**Provided records**
// Copyright © 2025 rustmailer.com
// Licensed under RustMailer License Agreement v1.0
// Unauthorized copying, modification, or distribution is prohibited.

use chrono::{TimeZone, Utc};

use super::*;

#[test]
fn test_format_date() {
    assert_eq!(
        format_date("Tue, 1 Jul 2003 10:52:37 +0200"),
        "2003-07-01T10:52:37+02:00"
    );
    assert_eq!(
        format_date("Mon, 08 Jan 2024 09:00:00 +0000"),
        "2024-01-08T09:00:00Z"
    );
    assert_eq!(
        format_date("Tue, 1 Jul 2003 10:52:37 +0200 (CEST)"),
        "2003-07-01T10:52:37+02:00"
    );
    assert_eq!(format_date("not a date"), "");
    assert_eq!(format_date(""), "");
}

#[test]
fn test_format_type_year_month() {
    let t = Utc.with_ymd_and_hms(2024, 1, 31, 23, 30, 0).unwrap();
    assert_eq!(format_type_year_month("inbox", &t).unwrap(), "inbox#2024-01");
    assert_eq!(format_type_year_month("thread", &t).unwrap(), "thread#2024-01");

    let err = format_type_year_month("spam", &t).unwrap_err();
    assert!(err.is(ErrorCode::InvalidEmailType));
}

#[test]
fn test_type_year_month_uses_utc() {
    let offset = FixedOffset::east_opt(2 * 3600).unwrap();
    let t = offset.with_ymd_and_hms(2024, 2, 1, 1, 0, 0).unwrap();
    assert_eq!(EmailType::Sent.type_year_month(&t), "sent#2024-01");
    assert_eq!(format_date_time(&t), "31-23:00:00");
}

#[test]
fn test_format_date_time() {
    let t = Utc.with_ymd_and_hms(2023, 5, 7, 8, 9, 10).unwrap();
    assert_eq!(format_date_time(&t), "07-08:09:10");
}

#[test]
fn test_extract_type_year_month() {
    let ym = extract_type_year_month("draft#2023-11").unwrap();
    assert_eq!(ym.kind, EmailType::Draft);
    assert_eq!(ym.year, 2023);
    assert_eq!(ym.month, 11);
    assert_eq!(ym.to_string(), "draft#2023-11");

    let cases = [
        ("inbox2023-11", ErrorCode::InvalidFormat),
        ("inbox#202311", ErrorCode::InvalidFormat),
        ("inbox#2023-11-01", ErrorCode::InvalidFormat),
        ("junk#2023-11", ErrorCode::InvalidEmailType),
        ("inbox#999-11", ErrorCode::InvalidEmailYear),
        ("inbox#abcd-11", ErrorCode::InvalidEmailYear),
        ("inbox#2023-13", ErrorCode::InvalidEmailMonth),
        ("inbox#2023-0", ErrorCode::InvalidEmailMonth),
    ];
    for (input, code) in cases {
        let err = extract_type_year_month(input).unwrap_err();
        assert!(err.is(code), "{} should fail with {:?}", input, code);
    }
}

#[test]
fn test_type_year_month_round_trip() {
    let t = Utc.with_ymd_and_hms(1999, 12, 31, 12, 0, 0).unwrap();
    for kind in ["inbox", "sent", "draft", "thread"] {
        let formatted = format_type_year_month(kind, &t).unwrap();
        let extracted = extract_type_year_month(&formatted).unwrap();
        assert_eq!(extracted.kind.as_str(), kind);
        assert_eq!(extracted.year_month(), "1999-12");
    }
}

#[test]
fn test_rejoin_date() {
    assert_eq!(rejoin_date("2024-01", "05-10:11:12"), "2024-01-05T10:11:12Z");
    assert_eq!(
        rejoin_date("inbox#2024-01", "05-10:11:12"),
        "2024-01-05T10:11:12Z"
    );
    let t = Utc.with_ymd_and_hms(2024, 3, 4, 5, 6, 7).unwrap();
    let parsed = parse_rejoined(
        &EmailType::Inbox.type_year_month(&t),
        &format_date_time(&t),
    )
    .unwrap();
    assert_eq!(parsed, t);
}

#[test]
fn test_clean_address() {
    assert_eq!(
        clean_address("\"John Doe\" <john@example.com>", false),
        "John Doe <john@example.com>"
    );
    assert_eq!(
        clean_address("John Doe <john@example.com>", false),
        "John Doe <john@example.com>"
    );
    assert_eq!(clean_address("<john@example.com>", false), "john@example.com");
    assert_eq!(clean_address("john@example.com", false), "john@example.com");
    assert_eq!(
        clean_address("\"John Doe\" <john@example.com>", true),
        "john@example.com"
    );
    assert_eq!(clean_address("  <john@example.com>  ", true), "john@example.com");
}

#[test]
fn test_clean_address_idempotent() {
    let inputs = [
        "\"John Doe\" <john@example.com>",
        "John <john@example.com>",
        "<john@example.com>",
        "john@example.com",
        "",
    ];
    for input in inputs {
        let once = clean_address(input, true);
        assert_eq!(clean_address(&once, true), once);
        let named = clean_address(input, false);
        assert_eq!(clean_address(&named, false), named);
    }
}

#[test]
fn test_generated_ids() {
    for _ in 0..20 {
        let draft = generate_draft_id();
        assert!(is_draft_id(&draft), "{}", draft);
        assert!(!is_thread_id(&draft));

        let thread = generate_thread_id();
        assert!(is_thread_id(&thread), "{}", thread);
        assert!(!is_draft_id(&thread));
    }
    assert!(!is_thread_id("0100018c-abcdef"));
    assert!(!is_draft_id("draft-123"));
}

**Your assignment**
State how many lines of the listing above include the string "false", with no words around the number.

**Answer below**
6